[Stored items from a collection]
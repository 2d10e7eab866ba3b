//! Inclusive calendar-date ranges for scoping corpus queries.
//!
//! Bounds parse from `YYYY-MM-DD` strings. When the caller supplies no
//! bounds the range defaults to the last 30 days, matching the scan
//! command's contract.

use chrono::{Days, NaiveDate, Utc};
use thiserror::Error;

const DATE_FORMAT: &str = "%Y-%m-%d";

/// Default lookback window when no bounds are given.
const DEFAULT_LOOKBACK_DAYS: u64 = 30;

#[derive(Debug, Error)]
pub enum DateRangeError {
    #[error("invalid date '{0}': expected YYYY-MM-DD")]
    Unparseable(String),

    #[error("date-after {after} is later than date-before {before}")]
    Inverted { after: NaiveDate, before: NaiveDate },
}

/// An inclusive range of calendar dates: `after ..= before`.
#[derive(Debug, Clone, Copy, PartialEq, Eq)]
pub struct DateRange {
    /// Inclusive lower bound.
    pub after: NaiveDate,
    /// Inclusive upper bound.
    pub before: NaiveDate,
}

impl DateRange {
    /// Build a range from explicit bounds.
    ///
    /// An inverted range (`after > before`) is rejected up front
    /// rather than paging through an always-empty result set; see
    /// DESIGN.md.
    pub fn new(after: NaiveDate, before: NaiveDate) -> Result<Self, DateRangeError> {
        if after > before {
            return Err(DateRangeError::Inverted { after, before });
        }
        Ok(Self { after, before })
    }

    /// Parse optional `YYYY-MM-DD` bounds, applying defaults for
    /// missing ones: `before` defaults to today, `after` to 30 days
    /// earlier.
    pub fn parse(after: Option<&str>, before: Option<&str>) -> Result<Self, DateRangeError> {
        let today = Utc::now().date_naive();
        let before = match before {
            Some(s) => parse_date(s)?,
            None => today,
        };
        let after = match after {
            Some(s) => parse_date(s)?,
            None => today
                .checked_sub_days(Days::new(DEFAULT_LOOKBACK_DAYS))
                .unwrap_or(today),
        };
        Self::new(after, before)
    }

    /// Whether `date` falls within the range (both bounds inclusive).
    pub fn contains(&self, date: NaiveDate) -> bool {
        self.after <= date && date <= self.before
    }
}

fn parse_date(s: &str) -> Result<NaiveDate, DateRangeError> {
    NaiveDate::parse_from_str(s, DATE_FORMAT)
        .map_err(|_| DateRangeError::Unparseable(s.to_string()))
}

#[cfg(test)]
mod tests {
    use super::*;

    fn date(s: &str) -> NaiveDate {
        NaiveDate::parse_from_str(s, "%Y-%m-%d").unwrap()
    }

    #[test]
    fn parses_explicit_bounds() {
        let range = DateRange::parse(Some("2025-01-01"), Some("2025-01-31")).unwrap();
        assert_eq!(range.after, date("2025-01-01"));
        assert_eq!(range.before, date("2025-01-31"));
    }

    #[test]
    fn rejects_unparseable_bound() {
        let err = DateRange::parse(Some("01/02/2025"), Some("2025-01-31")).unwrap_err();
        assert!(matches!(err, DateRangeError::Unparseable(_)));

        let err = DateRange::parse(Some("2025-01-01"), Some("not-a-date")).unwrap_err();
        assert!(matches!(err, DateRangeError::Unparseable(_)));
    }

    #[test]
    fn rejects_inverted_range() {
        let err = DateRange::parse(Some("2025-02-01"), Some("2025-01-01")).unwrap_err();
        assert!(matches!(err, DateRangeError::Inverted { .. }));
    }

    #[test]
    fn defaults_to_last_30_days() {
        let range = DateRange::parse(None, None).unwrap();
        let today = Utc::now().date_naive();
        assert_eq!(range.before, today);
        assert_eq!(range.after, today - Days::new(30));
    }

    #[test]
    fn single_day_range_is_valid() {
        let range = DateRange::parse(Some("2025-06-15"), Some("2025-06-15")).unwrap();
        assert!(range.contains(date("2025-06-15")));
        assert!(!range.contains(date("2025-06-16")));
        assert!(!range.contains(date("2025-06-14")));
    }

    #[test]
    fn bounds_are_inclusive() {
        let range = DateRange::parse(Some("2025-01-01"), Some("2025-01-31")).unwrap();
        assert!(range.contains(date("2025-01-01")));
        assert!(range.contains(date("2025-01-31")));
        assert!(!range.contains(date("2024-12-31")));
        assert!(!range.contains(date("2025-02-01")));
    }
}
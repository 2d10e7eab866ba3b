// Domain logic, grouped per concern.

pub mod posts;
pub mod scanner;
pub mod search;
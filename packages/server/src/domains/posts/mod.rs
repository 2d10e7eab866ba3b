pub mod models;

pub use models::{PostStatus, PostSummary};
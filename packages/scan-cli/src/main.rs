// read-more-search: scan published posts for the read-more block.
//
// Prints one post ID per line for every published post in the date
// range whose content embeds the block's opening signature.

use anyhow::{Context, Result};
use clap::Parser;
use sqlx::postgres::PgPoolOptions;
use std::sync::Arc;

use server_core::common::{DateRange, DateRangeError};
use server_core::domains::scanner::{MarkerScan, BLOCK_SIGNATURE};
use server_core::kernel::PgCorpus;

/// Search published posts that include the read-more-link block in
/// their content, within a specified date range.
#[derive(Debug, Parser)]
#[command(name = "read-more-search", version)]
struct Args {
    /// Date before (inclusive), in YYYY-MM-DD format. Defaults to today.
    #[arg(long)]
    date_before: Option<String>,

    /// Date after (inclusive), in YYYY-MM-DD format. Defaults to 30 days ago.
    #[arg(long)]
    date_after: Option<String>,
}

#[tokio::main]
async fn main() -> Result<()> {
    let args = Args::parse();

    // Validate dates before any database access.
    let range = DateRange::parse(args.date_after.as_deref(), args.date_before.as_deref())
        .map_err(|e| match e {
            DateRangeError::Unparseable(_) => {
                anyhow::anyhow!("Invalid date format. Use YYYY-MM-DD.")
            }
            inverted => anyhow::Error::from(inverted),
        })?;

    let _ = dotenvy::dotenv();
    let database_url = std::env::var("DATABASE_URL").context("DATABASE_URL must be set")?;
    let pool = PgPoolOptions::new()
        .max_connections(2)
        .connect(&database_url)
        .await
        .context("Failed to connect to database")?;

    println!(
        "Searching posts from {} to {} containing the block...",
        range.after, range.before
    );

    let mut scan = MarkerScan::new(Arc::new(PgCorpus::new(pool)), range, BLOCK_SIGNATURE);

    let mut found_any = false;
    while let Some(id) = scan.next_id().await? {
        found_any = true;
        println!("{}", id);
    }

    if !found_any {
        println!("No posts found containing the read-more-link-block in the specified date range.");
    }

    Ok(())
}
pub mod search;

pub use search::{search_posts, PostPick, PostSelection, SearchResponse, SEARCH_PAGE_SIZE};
==
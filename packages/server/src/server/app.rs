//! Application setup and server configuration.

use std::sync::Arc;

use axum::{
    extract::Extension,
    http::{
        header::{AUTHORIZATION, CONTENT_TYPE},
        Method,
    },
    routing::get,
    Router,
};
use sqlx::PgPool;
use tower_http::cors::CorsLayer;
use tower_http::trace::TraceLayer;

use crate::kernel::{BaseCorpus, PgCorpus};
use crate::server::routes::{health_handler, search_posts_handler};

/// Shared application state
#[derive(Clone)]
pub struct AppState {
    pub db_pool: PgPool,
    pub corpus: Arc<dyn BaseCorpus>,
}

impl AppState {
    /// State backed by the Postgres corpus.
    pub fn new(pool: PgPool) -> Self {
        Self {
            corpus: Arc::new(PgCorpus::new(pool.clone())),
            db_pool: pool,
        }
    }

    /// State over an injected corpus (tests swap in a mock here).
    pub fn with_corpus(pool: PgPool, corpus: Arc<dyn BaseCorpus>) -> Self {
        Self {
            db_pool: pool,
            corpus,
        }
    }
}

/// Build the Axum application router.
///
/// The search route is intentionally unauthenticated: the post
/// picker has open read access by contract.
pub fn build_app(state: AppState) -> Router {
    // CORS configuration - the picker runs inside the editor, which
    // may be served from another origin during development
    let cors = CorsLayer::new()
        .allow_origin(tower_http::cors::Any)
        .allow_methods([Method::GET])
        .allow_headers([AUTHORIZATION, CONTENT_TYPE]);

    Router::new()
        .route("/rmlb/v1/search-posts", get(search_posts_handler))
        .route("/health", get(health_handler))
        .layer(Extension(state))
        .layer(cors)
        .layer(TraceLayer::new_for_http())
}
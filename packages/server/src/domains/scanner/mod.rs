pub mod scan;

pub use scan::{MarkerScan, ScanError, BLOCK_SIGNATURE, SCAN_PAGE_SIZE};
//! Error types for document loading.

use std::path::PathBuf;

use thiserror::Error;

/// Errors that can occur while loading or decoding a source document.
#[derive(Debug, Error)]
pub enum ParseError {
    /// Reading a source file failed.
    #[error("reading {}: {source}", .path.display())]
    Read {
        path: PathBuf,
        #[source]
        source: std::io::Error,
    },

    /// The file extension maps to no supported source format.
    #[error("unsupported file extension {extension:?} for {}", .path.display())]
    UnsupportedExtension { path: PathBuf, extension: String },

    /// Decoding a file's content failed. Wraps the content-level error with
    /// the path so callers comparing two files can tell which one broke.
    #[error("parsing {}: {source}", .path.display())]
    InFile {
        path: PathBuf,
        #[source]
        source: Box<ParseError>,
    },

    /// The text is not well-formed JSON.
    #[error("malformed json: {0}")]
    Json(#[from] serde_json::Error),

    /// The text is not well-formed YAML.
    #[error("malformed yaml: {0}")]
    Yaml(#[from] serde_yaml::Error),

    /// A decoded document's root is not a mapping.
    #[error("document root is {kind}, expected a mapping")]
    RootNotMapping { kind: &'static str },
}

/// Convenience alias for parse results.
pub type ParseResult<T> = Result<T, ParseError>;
---
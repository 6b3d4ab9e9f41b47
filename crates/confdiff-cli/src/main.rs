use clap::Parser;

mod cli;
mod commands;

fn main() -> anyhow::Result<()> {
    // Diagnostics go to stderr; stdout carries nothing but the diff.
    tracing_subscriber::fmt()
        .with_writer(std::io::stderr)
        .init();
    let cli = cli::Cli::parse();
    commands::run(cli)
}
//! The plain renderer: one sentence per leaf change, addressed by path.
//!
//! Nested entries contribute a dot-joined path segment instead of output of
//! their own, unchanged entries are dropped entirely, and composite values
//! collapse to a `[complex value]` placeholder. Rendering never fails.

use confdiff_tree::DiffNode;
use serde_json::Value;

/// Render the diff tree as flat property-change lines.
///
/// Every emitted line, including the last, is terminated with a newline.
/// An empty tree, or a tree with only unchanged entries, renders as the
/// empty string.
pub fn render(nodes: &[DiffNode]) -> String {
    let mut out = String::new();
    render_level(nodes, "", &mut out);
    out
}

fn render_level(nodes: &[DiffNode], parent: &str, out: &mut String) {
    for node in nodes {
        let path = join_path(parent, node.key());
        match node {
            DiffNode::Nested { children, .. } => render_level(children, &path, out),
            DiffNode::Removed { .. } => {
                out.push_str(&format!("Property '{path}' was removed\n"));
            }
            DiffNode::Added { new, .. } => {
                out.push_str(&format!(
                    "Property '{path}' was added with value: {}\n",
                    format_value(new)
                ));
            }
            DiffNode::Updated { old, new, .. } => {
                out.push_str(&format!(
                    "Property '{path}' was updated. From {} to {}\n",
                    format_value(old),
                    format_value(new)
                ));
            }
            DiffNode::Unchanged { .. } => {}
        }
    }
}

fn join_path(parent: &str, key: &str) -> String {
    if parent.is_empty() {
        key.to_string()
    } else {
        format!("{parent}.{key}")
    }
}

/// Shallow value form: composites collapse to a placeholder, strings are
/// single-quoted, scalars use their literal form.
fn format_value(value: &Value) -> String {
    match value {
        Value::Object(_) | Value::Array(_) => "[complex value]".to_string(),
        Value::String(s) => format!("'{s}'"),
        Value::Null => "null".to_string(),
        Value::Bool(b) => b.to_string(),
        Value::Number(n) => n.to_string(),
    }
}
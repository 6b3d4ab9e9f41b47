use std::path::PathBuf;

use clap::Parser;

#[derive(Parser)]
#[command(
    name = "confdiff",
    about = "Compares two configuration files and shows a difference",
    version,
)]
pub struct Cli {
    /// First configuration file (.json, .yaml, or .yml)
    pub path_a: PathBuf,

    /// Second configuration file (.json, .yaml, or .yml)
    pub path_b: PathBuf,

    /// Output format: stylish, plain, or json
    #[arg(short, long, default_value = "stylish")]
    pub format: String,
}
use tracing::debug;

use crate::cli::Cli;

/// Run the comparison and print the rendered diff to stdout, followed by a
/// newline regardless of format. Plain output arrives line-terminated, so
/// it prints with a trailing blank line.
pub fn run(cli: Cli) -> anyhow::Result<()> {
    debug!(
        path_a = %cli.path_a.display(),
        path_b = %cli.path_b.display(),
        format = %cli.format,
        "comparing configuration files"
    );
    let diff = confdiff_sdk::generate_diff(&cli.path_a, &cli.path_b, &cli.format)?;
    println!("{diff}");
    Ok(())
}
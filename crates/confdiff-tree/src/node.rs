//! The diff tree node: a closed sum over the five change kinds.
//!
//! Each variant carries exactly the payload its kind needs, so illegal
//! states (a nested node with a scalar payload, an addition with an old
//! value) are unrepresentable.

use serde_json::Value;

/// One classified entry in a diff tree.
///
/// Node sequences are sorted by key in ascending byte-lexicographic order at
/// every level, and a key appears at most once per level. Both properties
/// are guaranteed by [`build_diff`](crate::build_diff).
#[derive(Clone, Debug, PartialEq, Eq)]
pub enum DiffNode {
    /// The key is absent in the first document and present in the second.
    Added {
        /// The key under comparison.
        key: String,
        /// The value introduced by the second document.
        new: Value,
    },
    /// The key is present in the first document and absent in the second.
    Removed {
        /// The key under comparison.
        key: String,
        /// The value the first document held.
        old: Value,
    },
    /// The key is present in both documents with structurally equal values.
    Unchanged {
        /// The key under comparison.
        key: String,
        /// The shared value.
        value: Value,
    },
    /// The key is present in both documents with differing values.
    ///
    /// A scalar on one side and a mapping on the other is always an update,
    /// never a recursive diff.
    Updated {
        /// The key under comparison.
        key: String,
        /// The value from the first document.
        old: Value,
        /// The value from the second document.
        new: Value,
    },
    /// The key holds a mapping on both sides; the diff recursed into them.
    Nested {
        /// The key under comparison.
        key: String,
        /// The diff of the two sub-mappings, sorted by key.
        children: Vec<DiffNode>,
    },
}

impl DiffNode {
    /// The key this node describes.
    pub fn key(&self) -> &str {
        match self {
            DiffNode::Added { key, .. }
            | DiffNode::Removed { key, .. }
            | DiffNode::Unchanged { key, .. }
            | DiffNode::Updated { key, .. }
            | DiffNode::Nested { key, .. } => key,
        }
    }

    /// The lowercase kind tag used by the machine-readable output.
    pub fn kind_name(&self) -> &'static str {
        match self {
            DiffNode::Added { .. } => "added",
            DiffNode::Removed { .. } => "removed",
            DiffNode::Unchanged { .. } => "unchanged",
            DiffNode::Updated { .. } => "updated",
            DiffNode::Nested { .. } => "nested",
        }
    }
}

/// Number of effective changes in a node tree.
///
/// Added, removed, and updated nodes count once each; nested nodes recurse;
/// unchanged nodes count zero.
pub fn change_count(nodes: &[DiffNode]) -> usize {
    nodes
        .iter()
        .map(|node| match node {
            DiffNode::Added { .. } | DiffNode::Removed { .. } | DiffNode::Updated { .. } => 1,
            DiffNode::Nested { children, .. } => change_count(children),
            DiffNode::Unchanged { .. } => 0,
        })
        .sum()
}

Task requirements
Pull out the lines above in which the word "always" appears.

Written reply
    /// rather than paging through an always-empty result set; see
    /// A scalar on one side and a mapping on the other is always an update,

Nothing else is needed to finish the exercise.